Albus Dumbledore hatte ihn geliebt. Und er hatte es nicht bemerkt. All die Jahre über. All die einzelnen Puzzleteile, die sich nun plötzlich zu einem schlüssigen Bild zusammensetzten, welches den Gefangenen mitten ins Herz traf.
Das schüchterne Erröten … die bewundernden Blicke aus unentschlüsselbar funkelnden leuchtend blauen Augen … die lieblich duftenden Rosen unter dem idyllischen Blätterbaldachin aus smaragdgrünem Marmor … die scheinbar zufälligen Berührungen bei jeder sich bietenden Gelegenheit … zart, beinahe zärtlich … die Zuneigung und der unerschütterliche Beistand … über all die Jahre hinweg … über ein Trümmerfeld zerbrochener Träume hinweg, voller Tränen und Schmerz … aus Liebe … Einer hatte ihn geliebt.
Und er hatte es nicht bemerkt. Hatte die deutliche Sprache jener Blicke und Gesten und Worte nicht verstanden. Wie hatte er nur so blind sein können?

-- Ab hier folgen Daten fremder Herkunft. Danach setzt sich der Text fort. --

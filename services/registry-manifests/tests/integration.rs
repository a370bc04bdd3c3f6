//! Integration tests for the registry HTTP API

use axum::body::Body;
use axum::http::{HeaderMap, Request, StatusCode, header};
use bytes::Bytes;
use registry_manifests::RegistryBuilder;
use serde_json::json;
use sha2::{Digest, Sha256};
use storage::MemoryStorage;
use tower::ServiceExt;

const SCHEMA2: &str = "application/vnd.docker.distribution.manifest.v2+json";
const SCHEMA1: &str = "application/vnd.docker.distribution.manifest.v1+json";
const LIST: &str = "application/vnd.docker.distribution.manifest.list.v2+json";

/// Helper to create a test registry
fn test_registry() -> axum::Router {
    let storage = MemoryStorage::with_buckets(&["test-registry"]);
    RegistryBuilder::new(storage.into())
        .bucket("test-registry")
        .build()
}

fn sha256(data: &[u8]) -> String {
    format!("sha256:{}", hex::encode(Sha256::digest(data)))
}

struct Reply {
    status: StatusCode,
    headers: HeaderMap,
    body: Bytes,
}

impl Reply {
    fn header(&self, name: &str) -> &str {
        self.headers
            .get(name)
            .unwrap_or_else(|| panic!("missing {name} header"))
            .to_str()
            .unwrap()
    }

    fn json(&self) -> serde_json::Value {
        serde_json::from_slice(&self.body).unwrap()
    }
}

async fn send(app: &axum::Router, request: Request<Body>) -> Reply {
    let response = app.clone().oneshot(request).await.unwrap();
    let status = response.status();
    let headers = response.headers().clone();
    let body = axum::body::to_bytes(response.into_body(), usize::MAX)
        .await
        .unwrap();
    Reply {
        status,
        headers,
        body,
    }
}

async fn get(app: &axum::Router, uri: &str, accept: &[&str]) -> Reply {
    let mut request = Request::builder().method("GET").uri(uri);
    for value in accept {
        request = request.header(header::ACCEPT, *value);
    }
    send(app, request.body(Body::empty()).unwrap()).await
}

async fn push_blob(app: &axum::Router, data: &[u8]) -> String {
    let digest = sha256(data);

    let started = send(
        app,
        Request::builder()
            .method("POST")
            .uri("/v2/library/app/blobs/uploads/")
            .body(Body::empty())
            .unwrap(),
    )
    .await;
    assert_eq!(started.status, StatusCode::ACCEPTED);
    let upload_url = started.header("location").to_string();

    let completed = send(
        app,
        Request::builder()
            .method("PUT")
            .uri(format!("{upload_url}?digest={digest}"))
            .body(Body::from(data.to_vec()))
            .unwrap(),
    )
    .await;
    assert_eq!(completed.status, StatusCode::CREATED);
    digest
}

async fn push_manifest(
    app: &axum::Router,
    reference: &str,
    content_type: &str,
    body: &[u8],
) -> Reply {
    send(
        app,
        Request::builder()
            .method("PUT")
            .uri(format!("/v2/library/app/manifests/{reference}"))
            .header(header::CONTENT_TYPE, content_type)
            .body(Body::from(body.to_vec()))
            .unwrap(),
    )
    .await
}

fn schema2(config: &str, layers: &[&str]) -> Vec<u8> {
    let layers: Vec<_> = layers
        .iter()
        .map(|digest| {
            json!({
                "mediaType": "application/vnd.docker.image.rootfs.diff.tar.gzip",
                "size": 1,
                "digest": digest,
            })
        })
        .collect();
    serde_json::to_vec(&json!({
        "schemaVersion": 2,
        "mediaType": SCHEMA2,
        "config": {
            "mediaType": "application/vnd.docker.container.image.v1+json",
            "size": 1,
            "digest": config,
        },
        "layers": layers,
    }))
    .unwrap()
}

async fn publish_image(app: &axum::Router, tag: &str, seed: &str) -> (Vec<u8>, String) {
    let config = push_blob(app, format!("{seed} config").as_bytes()).await;
    let layer = push_blob(app, format!("{seed} layer").as_bytes()).await;
    let body = schema2(&config, &[&layer]);

    let reply = push_manifest(app, tag, SCHEMA2, &body).await;
    assert_eq!(reply.status, StatusCode::CREATED);
    let digest = reply.header("docker-content-digest").to_string();
    (body, digest)
}

#[tokio::test]
async fn test_api_version_check() {
    let app = test_registry();

    let reply = get(&app, "/v2/", &[]).await;

    assert_eq!(reply.status, StatusCode::OK);
    assert_eq!(
        reply.header("docker-distribution-api-version"),
        "registry/2.0"
    );
}

#[tokio::test]
async fn test_blob_upload_and_download() {
    let app = test_registry();

    let data = b"Hello, registry!";
    let digest = push_blob(&app, data).await;

    let reply = get(&app, &format!("/v2/library/app/blobs/{digest}"), &[]).await;
    assert_eq!(reply.status, StatusCode::OK);
    assert_eq!(&reply.body[..], data);
    assert_eq!(reply.header("docker-content-digest"), digest);

    let reply = send(
        &app,
        Request::builder()
            .method("HEAD")
            .uri(format!("/v2/library/app/blobs/{digest}"))
            .body(Body::empty())
            .unwrap(),
    )
    .await;
    assert_eq!(reply.status, StatusCode::OK);
    assert_eq!(reply.header("content-length"), data.len().to_string());
}

#[tokio::test]
async fn test_blob_upload_rejects_wrong_digest() {
    let app = test_registry();

    let wrong = sha256(b"something else");
    let reply = send(
        &app,
        Request::builder()
            .method("PUT")
            .uri(format!(
                "/v2/library/app/blobs/uploads/6c0f2a5e-8a47-4b8e-9d4e-4f1f6f0c9a11?digest={wrong}"
            ))
            .body(Body::from("actual data"))
            .unwrap(),
    )
    .await;
    assert_eq!(reply.status, StatusCode::BAD_REQUEST);
    assert_eq!(reply.json()["errors"][0]["code"], "DIGEST_INVALID");

    let reply = get(&app, &format!("/v2/library/app/blobs/{wrong}"), &[]).await;
    assert_eq!(reply.status, StatusCode::NOT_FOUND);
}

#[tokio::test]
async fn test_manifest_upload_and_download() {
    let app = test_registry();
    let (body, digest) = publish_image(&app, "latest", "app").await;
    assert_eq!(digest, sha256(&body));

    let reply = get(&app, "/v2/library/app/manifests/latest", &[SCHEMA2]).await;
    assert_eq!(reply.status, StatusCode::OK);
    assert_eq!(&reply.body[..], &body[..]);
    assert_eq!(reply.header("content-type"), SCHEMA2);
    assert_eq!(reply.header("docker-content-digest"), digest);
    assert_eq!(reply.header("content-length"), body.len().to_string());

    let reply = get(&app, &format!("/v2/library/app/manifests/{digest}"), &[]).await;
    assert_eq!(reply.status, StatusCode::OK);
    assert_eq!(&reply.body[..], &body[..]);

    let reply = send(
        &app,
        Request::builder()
            .method("HEAD")
            .uri("/v2/library/app/manifests/latest")
            .body(Body::empty())
            .unwrap(),
    )
    .await;
    assert_eq!(reply.status, StatusCode::OK);
    assert_eq!(reply.header("docker-content-digest"), digest);
    assert_eq!(reply.header("content-length"), body.len().to_string());
}

#[tokio::test]
async fn test_manifest_put_response() {
    let app = test_registry();
    let config = push_blob(&app, b"config").await;
    let body = schema2(&config, &[]);

    let reply = push_manifest(&app, "v1", SCHEMA2, &body).await;
    assert_eq!(reply.status, StatusCode::CREATED);
    let digest = sha256(&body);
    assert_eq!(
        reply.header("location"),
        format!("/v2/library/app/manifests/{digest}")
    );
    assert_eq!(reply.header("docker-distribution-api-version"), "registry/2.0");

    // Pushing the same bytes again is fine.
    let reply = push_manifest(&app, "v1", SCHEMA2, &body).await;
    assert_eq!(reply.status, StatusCode::CREATED);
    assert_eq!(reply.header("docker-content-digest"), digest);
}

#[tokio::test]
async fn test_manifest_with_missing_blob() {
    let app = test_registry();
    let config = push_blob(&app, b"config").await;
    let missing = format!("sha256:{}", "deadbeef".repeat(8));
    let body = schema2(&config, &[&missing]);

    let reply = push_manifest(&app, "latest", SCHEMA2, &body).await;
    assert_eq!(reply.status, StatusCode::BAD_REQUEST);
    let error = &reply.json()["errors"][0];
    assert_eq!(error["code"], "MANIFEST_BLOB_UNKNOWN");
    assert_eq!(error["detail"]["digest"], missing.as_str());

    let reply = get(
        &app,
        &format!("/v2/library/app/manifests/{}", sha256(&body)),
        &[],
    )
    .await;
    assert_eq!(reply.status, StatusCode::NOT_FOUND);
}

#[tokio::test]
async fn test_manifest_push_by_digest() {
    let app = test_registry();
    let config = push_blob(&app, b"config").await;
    let body = schema2(&config, &[]);

    let wrong = sha256(b"not the manifest");
    let reply = push_manifest(&app, &wrong, SCHEMA2, &body).await;
    assert_eq!(reply.status, StatusCode::BAD_REQUEST);
    assert_eq!(reply.json()["errors"][0]["code"], "DIGEST_INVALID");

    let digest = sha256(&body);
    let reply = push_manifest(&app, &digest, SCHEMA2, &body).await;
    assert_eq!(reply.status, StatusCode::CREATED);

    let reply = get(&app, "/v2/library/app/tags/list", &[]).await;
    assert_eq!(reply.json()["tags"], json!([]));
}

#[tokio::test]
async fn test_manifest_content_type_is_required() {
    let app = test_registry();
    let config = push_blob(&app, b"config").await;
    let body = schema2(&config, &[]);

    let reply = push_manifest(&app, "latest", "application/json", &body).await;
    assert_eq!(reply.status, StatusCode::UNSUPPORTED_MEDIA_TYPE);

    let reply = push_manifest(&app, "latest", SCHEMA2, b"{not json").await;
    assert_eq!(reply.status, StatusCode::BAD_REQUEST);
    assert_eq!(reply.json()["errors"][0]["code"], "MANIFEST_INVALID");
}

#[tokio::test]
async fn test_manifest_list_negotiation() {
    let app = test_registry();
    let (amd64_body, amd64) = publish_image(&app, "latest", "amd64").await;
    let (_, arm64) = publish_image(&app, "arm64", "arm64").await;

    let list = serde_json::to_vec(&json!({
        "schemaVersion": 2,
        "mediaType": LIST,
        "manifests": [
            {
                "mediaType": SCHEMA2,
                "size": 1,
                "digest": amd64,
                "platform": { "architecture": "amd64", "os": "linux" },
            },
            {
                "mediaType": SCHEMA2,
                "size": 1,
                "digest": arm64,
                "platform": { "architecture": "arm64", "os": "linux", "variant": "v8" },
            },
        ],
    }))
    .unwrap();
    let reply = push_manifest(&app, "latest", LIST, &list).await;
    assert_eq!(reply.status, StatusCode::CREATED);

    let reply = get(
        &app,
        "/v2/library/app/manifests/latest",
        &[format!("{LIST}, {SCHEMA2}").as_str()],
    )
    .await;
    assert_eq!(reply.status, StatusCode::OK);
    assert_eq!(reply.header("content-type"), LIST);
    assert_eq!(&reply.body[..], &list[..]);

    // Clients that do not know about lists get the image.
    let reply = get(&app, "/v2/library/app/manifests/latest", &[]).await;
    assert_eq!(reply.status, StatusCode::OK);
    assert_eq!(reply.header("content-type"), SCHEMA2);
    assert_eq!(&reply.body[..], &amd64_body[..]);

    let reply = get(&app, "/v2/library/app/manifests/latest", &[SCHEMA1]).await;
    assert_eq!(reply.status, StatusCode::NOT_FOUND);
    let error = &reply.json()["errors"][0];
    assert_eq!(error["code"], "MANIFEST_UNKNOWN");
    assert_eq!(error["detail"]["accepted"], json!([SCHEMA1]));
}

#[tokio::test]
async fn test_list_tags() {
    let app = test_registry();
    let config = push_blob(&app, b"config").await;
    let body = schema2(&config, &[]);

    for tag in ["v1.1", "v1.0", "latest"] {
        let reply = push_manifest(&app, tag, SCHEMA2, &body).await;
        assert_eq!(reply.status, StatusCode::CREATED);
    }

    let reply = get(&app, "/v2/library/app/tags/list", &[]).await;
    assert_eq!(reply.status, StatusCode::OK);

    let tag_list = reply.json();
    assert_eq!(tag_list["name"], "library/app");
    assert_eq!(tag_list["tags"], json!(["latest", "v1.0", "v1.1"]));
}

#[tokio::test]
async fn test_repositories_are_isolated() {
    let app = test_registry();
    let digest = push_blob(&app, b"private layer").await;

    let reply = get(&app, &format!("/v2/library/other/blobs/{digest}"), &[]).await;
    assert_eq!(reply.status, StatusCode::NOT_FOUND);
    assert_eq!(reply.json()["errors"][0]["code"], "BLOB_UNKNOWN");
}

#[tokio::test]
async fn test_blob_not_found() {
    let app = test_registry();

    let reply = get(
        &app,
        &format!("/v2/library/app/blobs/{}", sha256(b"nonexistent")),
        &[],
    )
    .await;

    assert_eq!(reply.status, StatusCode::NOT_FOUND);
}

#[tokio::test]
async fn test_manifest_not_found() {
    let app = test_registry();

    let reply = get(&app, "/v2/library/app/manifests/nonexistent", &[]).await;

    assert_eq!(reply.status, StatusCode::NOT_FOUND);
    assert_eq!(reply.json()["errors"][0]["code"], "MANIFEST_UNKNOWN");
}

#[tokio::test]
async fn test_invalid_names() {
    let app = test_registry();

    let reply = get(&app, "/v2/library/app/blobs/invalid-digest", &[]).await;
    assert_eq!(reply.status, StatusCode::BAD_REQUEST);
    assert_eq!(reply.json()["errors"][0]["code"], "DIGEST_INVALID");

    let reply = get(&app, "/v2/Library/app/manifests/latest", &[]).await;
    assert_eq!(reply.status, StatusCode::BAD_REQUEST);
    assert_eq!(reply.json()["errors"][0]["code"], "NAME_INVALID");
}

#[tokio::test]
async fn test_oversized_manifest() {
    let storage = MemoryStorage::with_buckets(&["test-registry"]);
    let app = RegistryBuilder::new(storage.into())
        .bucket("test-registry")
        .max_manifest_size(64)
        .build();

    let reply = push_manifest(&app, "latest", SCHEMA2, &[b' '; 128]).await;
    assert_eq!(reply.status, StatusCode::PAYLOAD_TOO_LARGE);
    assert!(reply.header("content-type").starts_with("application/json"));
    let error = &reply.json()["errors"][0];
    assert_eq!(error["code"], "SIZE_INVALID");
    assert_eq!(error["detail"]["limit"], 64);
}
//! Registry server configuration

use std::net::SocketAddr;

use serde::Deserialize;
use storage::{StorageConfig, StorageError};

use crate::api::RegistryBuilder;
use crate::process::DEFAULT_MAX_MANIFEST_SIZE;
use crate::sync::DEFAULT_CONCURRENCY;

/// How the server formats its logs.
#[derive(Debug, Clone, Copy, Default, PartialEq, Eq, Deserialize)]
#[serde(rename_all = "kebab-case")]
pub enum LogFormat {
    /// Human readable lines
    #[default]
    Text,
    /// One JSON object per event
    Json,
}

/// Configuration for a registry server.
#[derive(Debug, Clone, Deserialize)]
#[serde(rename_all = "kebab-case")]
pub struct RegistryConfig {
    /// Address to listen on
    #[serde(default = "default_bind")]
    pub bind: SocketAddr,

    /// Storage backend
    pub storage: StorageConfig,

    /// Bucket holding all repositories
    #[serde(default = "default_bucket")]
    pub bucket: String,

    /// Existence checks in flight for one publish
    #[serde(default = "default_sync_concurrency")]
    pub sync_concurrency: usize,

    /// Largest manifest accepted, in bytes
    #[serde(default = "default_max_manifest_size")]
    pub max_manifest_size: usize,

    /// Log output format
    #[serde(default)]
    pub log_format: LogFormat,
}

fn default_bind() -> SocketAddr {
    SocketAddr::from(([127, 0, 0, 1], 5000))
}

fn default_bucket() -> String {
    "registry".to_string()
}

fn default_sync_concurrency() -> usize {
    DEFAULT_CONCURRENCY
}

fn default_max_manifest_size() -> usize {
    DEFAULT_MAX_MANIFEST_SIZE
}

impl RegistryConfig {
    /// Parse a TOML configuration document.
    #[cfg(feature = "cli")]
    pub fn from_toml(document: &str) -> Result<Self, toml_edit::de::Error> {
        toml_edit::de::from_str(document)
    }

    /// Build the storage backend and a registry builder configured from this.
    pub async fn builder(&self) -> Result<RegistryBuilder, StorageError> {
        let storage = self.storage.clone().build().await?;
        Ok(RegistryBuilder::new(storage)
            .bucket(self.bucket.clone())
            .sync_concurrency(self.sync_concurrency.max(1))
            .max_manifest_size(self.max_manifest_size))
    }
}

Gewiss, dachte der Gefangene seufzend, er war zuvor nie geliebt worden, hatte nie erfahren, was es bedeutete, wie es sich anfühlte, ehrlich und aufrichtig von einem anderen Menschen geliebt zu werden. Hatte in jenem Sommer schon das bis dahin unbekannte Terrain geteilter Träume und Freuden, das Neuland von Freundschaft, von Nähe und Vertrautheit, entdeckt und darüber das zarte, aufkeimende Pflänzchen der Liebe gar nicht bemerkt.

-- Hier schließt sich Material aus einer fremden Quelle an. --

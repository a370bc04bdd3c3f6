//! Manifest media types and `Accept` header parsing

use std::fmt;

use serde::{Deserialize, Serialize};

use crate::error::{RegistryError, RegistryResult};

/// Image config blob media type for schema2 manifests.
pub const CONTAINER_CONFIG: &str = "application/vnd.docker.container.image.v1+json";

/// The manifest schemas this registry stores and serves.
///
/// Declaration order is not significant; server-side preference lives in
/// [`ManifestType::preference`].
#[derive(Debug, Clone, Copy, PartialEq, Eq, PartialOrd, Ord, Hash, Serialize, Deserialize)]
#[serde(rename_all = "kebab-case")]
pub enum ManifestType {
    /// Legacy unsigned schema version 1.
    Schema1,
    /// Legacy schema version 1 with JWS signatures.
    Schema1Signed,
    /// Image manifest, schema version 2.
    Schema2,
    /// Multi-platform manifest list, schema version 2.
    Schema2List,
}

impl ManifestType {
    /// Every type, most preferred first.
    pub const ALL: [ManifestType; 4] = [
        ManifestType::Schema2List,
        ManifestType::Schema2,
        ManifestType::Schema1Signed,
        ManifestType::Schema1,
    ];

    /// The wire content type.
    pub fn media_type(&self) -> &'static str {
        match self {
            ManifestType::Schema1 => "application/vnd.docker.distribution.manifest.v1+json",
            ManifestType::Schema1Signed => {
                "application/vnd.docker.distribution.manifest.v1+prettyjws"
            }
            ManifestType::Schema2 => "application/vnd.docker.distribution.manifest.v2+json",
            ManifestType::Schema2List => {
                "application/vnd.docker.distribution.manifest.list.v2+json"
            }
        }
    }

    /// The `schemaVersion` field this type carries.
    pub fn schema_version(&self) -> u64 {
        match self {
            ManifestType::Schema1 | ManifestType::Schema1Signed => 1,
            ManifestType::Schema2 | ManifestType::Schema2List => 2,
        }
    }

    /// Whether this is the multi-platform list type.
    pub fn is_list(&self) -> bool {
        matches!(self, ManifestType::Schema2List)
    }

    /// Server-side preference when several stored types are acceptable,
    /// lower is better.
    pub fn preference(&self) -> u8 {
        match self {
            ManifestType::Schema2List => 0,
            ManifestType::Schema2 => 1,
            ManifestType::Schema1Signed => 2,
            ManifestType::Schema1 => 3,
        }
    }

    /// Look up a type by media type, ignoring parameters and case.
    pub fn from_media_type(media_type: &str) -> Option<Self> {
        let mime: mime::Mime = media_type.trim().parse().ok()?;
        let essence = mime.essence_str();
        Self::ALL
            .into_iter()
            .find(|kind| kind.media_type() == essence)
    }

    /// The manifest type of a push, taken from its declared `Content-Type`.
    ///
    /// The write path never sniffs the body: a missing or unknown content
    /// type is rejected.
    pub fn from_content_type(content_type: Option<&str>) -> RegistryResult<Self> {
        let content_type = content_type.ok_or_else(|| {
            RegistryError::UnsupportedManifestSchema("missing content type".to_string())
        })?;
        Self::from_media_type(content_type)
            .ok_or_else(|| RegistryError::UnsupportedManifestSchema(content_type.to_string()))
    }
}

impl fmt::Display for ManifestType {
    fn fmt(&self, f: &mut fmt::Formatter<'_>) -> fmt::Result {
        f.write_str(self.media_type())
    }
}

/// The manifest types a client will accept, in the client's priority order.
#[derive(Debug, Clone, Default, PartialEq, Eq)]
pub struct AcceptableTypes {
    types: Vec<ManifestType>,
}

impl AcceptableTypes {
    /// Types assumed when the client does not say: every single-platform
    /// type. Clients that never send `Accept` predate manifest lists.
    const LEGACY: [ManifestType; 3] = [
        ManifestType::Schema2,
        ManifestType::Schema1Signed,
        ManifestType::Schema1,
    ];

    /// Parse one or more `Accept` header values.
    ///
    /// Values are comma separated and may carry `q` parameters; entries are
    /// ordered by descending `q` (stable), `q=0` entries are dropped, and
    /// media types that are not manifests are ignored. A wildcard stands for
    /// the legacy set, as does the absence of any value.
    pub fn parse<'a>(values: impl IntoIterator<Item = &'a str>) -> Self {
        let mut seen_any = false;
        let mut entries: Vec<(f32, ManifestType)> = Vec::new();

        for entry in values.into_iter().flat_map(|value| value.split(',')) {
            let entry = entry.trim();
            if entry.is_empty() {
                continue;
            }
            seen_any = true;

            let Ok(mime) = entry.parse::<mime::Mime>() else {
                tracing::trace!(%entry, "ignoring unparseable accept entry");
                continue;
            };

            let quality = mime
                .get_param("q")
                .and_then(|q| q.as_str().parse::<f32>().ok())
                .unwrap_or(1.0);
            if quality <= 0.0 {
                continue;
            }

            if mime.essence_str() == "*/*" {
                entries.extend(Self::LEGACY.map(|kind| (quality, kind)));
            } else if let Some(kind) = ManifestType::from_media_type(mime.essence_str()) {
                entries.push((quality, kind));
            }
        }

        if !seen_any {
            return Self::legacy();
        }

        entries.sort_by(|a, b| b.0.total_cmp(&a.0));

        let mut types = Vec::with_capacity(entries.len());
        for (_, kind) in entries {
            if !types.contains(&kind) {
                types.push(kind);
            }
        }
        Self { types }
    }

    /// The set assumed for clients that send no `Accept` header.
    pub fn legacy() -> Self {
        Self {
            types: Self::LEGACY.to_vec(),
        }
    }

    /// Whether the client accepts this type.
    pub fn contains(&self, kind: ManifestType) -> bool {
        self.types.contains(&kind)
    }

    /// Whether no manifest type at all is acceptable.
    pub fn is_empty(&self) -> bool {
        self.types.is_empty()
    }

    /// Acceptable types, highest client priority first.
    pub fn iter(&self) -> impl Iterator<Item = ManifestType> + '_ {
        self.types.iter().copied()
    }

    /// Acceptable media types, for error reporting.
    pub fn media_types(&self) -> Vec<String> {
        self.iter().map(|kind| kind.media_type().to_string()).collect()
    }
}

impl FromIterator<ManifestType> for AcceptableTypes {
    fn from_iter<T: IntoIterator<Item = ManifestType>>(iter: T) -> Self {
        let mut types = Vec::new();
        for kind in iter {
            if !types.contains(&kind) {
                types.push(kind);
            }
        }
        Self { types }
    }
}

Und doch … Gellert Grindelwald begriff und begriff doch nicht ganz … Wenn dies also tatsächlich die Antwort auf seine drängende Frage war, warum hatte Albus es ihm dann nie gesagt? … Ausgerechnet Er, der doch in späteren Jahren gerade über dieses eine Thema so erschöpfend oft gesprochen hatte … Er, der stets die Kraft der Liebe als mächtigste Form der Magie gepredigt und gepriesen hatte … Wieso nur hatte er ihm nie seine Liebe gestanden?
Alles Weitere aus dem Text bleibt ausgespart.